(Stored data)
_____

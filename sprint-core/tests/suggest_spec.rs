use sprint_core::suggest;
use speculate2::speculate;

fn headings(items: &[&str]) -> Vec<String> {
    items.iter().map(|s| s.to_string()).collect()
}

speculate! {
    describe "command hints" {
        it "maps nmap to port_scan" {
            assert_eq!(suggest("22/tcp open ssh", Some("nmap"), &[]), "port_scan");
        }

        it "maps ffuf to ffuf_output" {
            assert_eq!(suggest("/admin [Status: 200]", Some("ffuf"), &[]), "ffuf_output");
        }

        it "maps directory brute forcers and crackers" {
            assert_eq!(suggest("", Some("gobuster dir -u http://x"), &[]), "dir_scan");
            assert_eq!(suggest("", Some("hashcat"), &[]), "hash_crack");
            assert_eq!(suggest("", Some("john"), &[]), "hash_crack");
        }

        it "uses the program name of a full path with arguments" {
            assert_eq!(suggest("", Some("/usr/bin/NMAP -sV -oN /tmp/out.txt"), &[]), "port_scan");
        }

        it "synthesizes a label for unknown tools" {
            assert_eq!(suggest("", Some("enum4linux"), &[]), "enum4linux_output");
            assert_eq!(suggest("", Some("./my-tool.sh --flag"), &[]), "my_tool_sh_output");
        }

        it "takes priority over heading matches" {
            let known = headings(&["Executive Summary"]);
            assert_eq!(suggest("# Executive Summary", Some("nmap"), &known), "port_scan");
        }

        it "treats a blank command as absent" {
            assert_eq!(suggest("text", Some("   "), &[]), "capture");
        }
    }

    describe "heading hints" {
        it "matches a markdown heading on the first line" {
            let known = headings(&["Executive Summary", "Attack Vectors"]);
            assert_eq!(suggest("## Executive Summary\n...", None, &known), "executive_summary");
        }

        it "matches case-insensitively inside a longer line" {
            let known = headings(&["Attack Vectors"]);
            assert_eq!(suggest("Notes on attack vectors for host A", None, &known), "attack_vectors");
        }

        it "does not match a short text against a longer heading" {
            let known = headings(&["Attack Vectors"]);
            assert_eq!(suggest("Attack", None, &known), "capture");
        }

        it "only looks at the first non-empty line" {
            let known = headings(&["Attack Vectors"]);
            assert_eq!(suggest("\nintro\nAttack Vectors", None, &known), "capture");
        }

        it "returns the first matching heading" {
            let known = headings(&["Findings", "Findings Summary"]);
            assert_eq!(suggest("# Findings Summary", None, &known), "findings");
        }
    }

    describe "fallback" {
        it "returns capture without hints" {
            assert_eq!(suggest("anything", None, &[]), "capture");
        }

        it "returns capture for empty text" {
            let known = headings(&["Executive Summary"]);
            assert_eq!(suggest("", None, &known), "capture");
        }
    }
}
//! Delivery of buffer entries to their mapped destinations.
//!
//! [`push_entry`] fails fast. [`push_all`] is the only place where per-entry
//! errors are turned into recorded outcomes instead of being returned; it
//! attempts every entry and never touches the buffer.

use std::collections::BTreeMap;
use std::fmt;

use crate::adapter::DocumentAdapter;
use crate::assessment::AssessmentConfig;
use crate::buffer::EntryBuffer;
use crate::error::{Error, Result};
use crate::models::{BufferEntry, Capture};

/// Write one entry to the destination its label is mapped to.
pub fn push_entry(
    entry: &BufferEntry,
    config: &AssessmentConfig,
    adapter: &dyn DocumentAdapter,
) -> Result<()> {
    let capture = config
        .capture(&entry.label)
        .ok_or_else(|| Error::LabelNotMapped(entry.label.clone()))?;

    match capture {
        Capture::Spreadsheet {
            destination_id,
            sheet_name,
            cell,
        } => adapter.write_cell(destination_id, sheet_name, cell, &entry.content),
        Capture::Document {
            destination_id,
            heading,
        } => adapter.append_after_heading(destination_id, heading, &entry.content),
    }
}

/// Attempt every entry in buffer order and report each outcome.
pub fn push_all(
    buffer: &EntryBuffer,
    config: &AssessmentConfig,
    adapter: &dyn DocumentAdapter,
) -> PushReport {
    let mut report = PushReport::default();

    for entry in buffer.entries() {
        let outcome = match push_entry(entry, config, adapter) {
            Ok(()) => {
                tracing::info!("Pushed '{}'", entry.label);
                PushOutcome::Ok
            }
            Err(e) => {
                tracing::warn!("Failed to push '{}': {}", entry.label, e);
                PushOutcome::Failed(e.to_string())
            }
        };
        report.results.push(PushResult {
            label: entry.label.clone(),
            outcome,
        });
    }

    tracing::info!(
        "Push finished: {} ok, {} failed",
        report.ok_count(),
        report.failed_count()
    );
    report
}

/// Result of pushing a single entry.
#[derive(Debug, Clone, PartialEq, Eq)]
pub enum PushOutcome {
    Ok,
    Failed(String),
}

impl PushOutcome {
    pub fn is_ok(&self) -> bool {
        matches!(self, Self::Ok)
    }
}

impl fmt::Display for PushOutcome {
    fn fmt(&self, f: &mut fmt::Formatter<'_>) -> fmt::Result {
        match self {
            Self::Ok => write!(f, "ok"),
            Self::Failed(message) => write!(f, "error: {}", message),
        }
    }
}

#[derive(Debug, Clone, PartialEq, Eq)]
pub struct PushResult {
    pub label: String,
    pub outcome: PushOutcome,
}

/// Per-label outcomes of a batch push, in buffer order.
#[derive(Debug, Clone, Default, PartialEq, Eq)]
pub struct PushReport {
    pub results: Vec<PushResult>,
}

impl PushReport {
    pub fn get(&self, label: &str) -> Option<&PushOutcome> {
        self.results
            .iter()
            .find(|r| r.label == label)
            .map(|r| &r.outcome)
    }

    /// `{label: "ok" | "error: ..."}` view of the report.
    pub fn as_map(&self) -> BTreeMap<String, String> {
        self.results
            .iter()
            .map(|r| (r.label.clone(), r.outcome.to_string()))
            .collect()
    }

    pub fn ok_count(&self) -> usize {
        self.results.iter().filter(|r| r.outcome.is_ok()).count()
    }

    pub fn failed_count(&self) -> usize {
        self.results.len() - self.ok_count()
    }

    /// True when every attempted entry was delivered. An empty report counts as success.
    pub fn all_ok(&self) -> bool {
        self.failed_count() == 0
    }
}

_____

-- DIRECTIONS --
Filter the records above down to the lines containing "cell".

-- WRITTEN RESPONSE --
            cell,
        } => adapter.write_cell(destination_id, sheet_name, cell, &entry.content),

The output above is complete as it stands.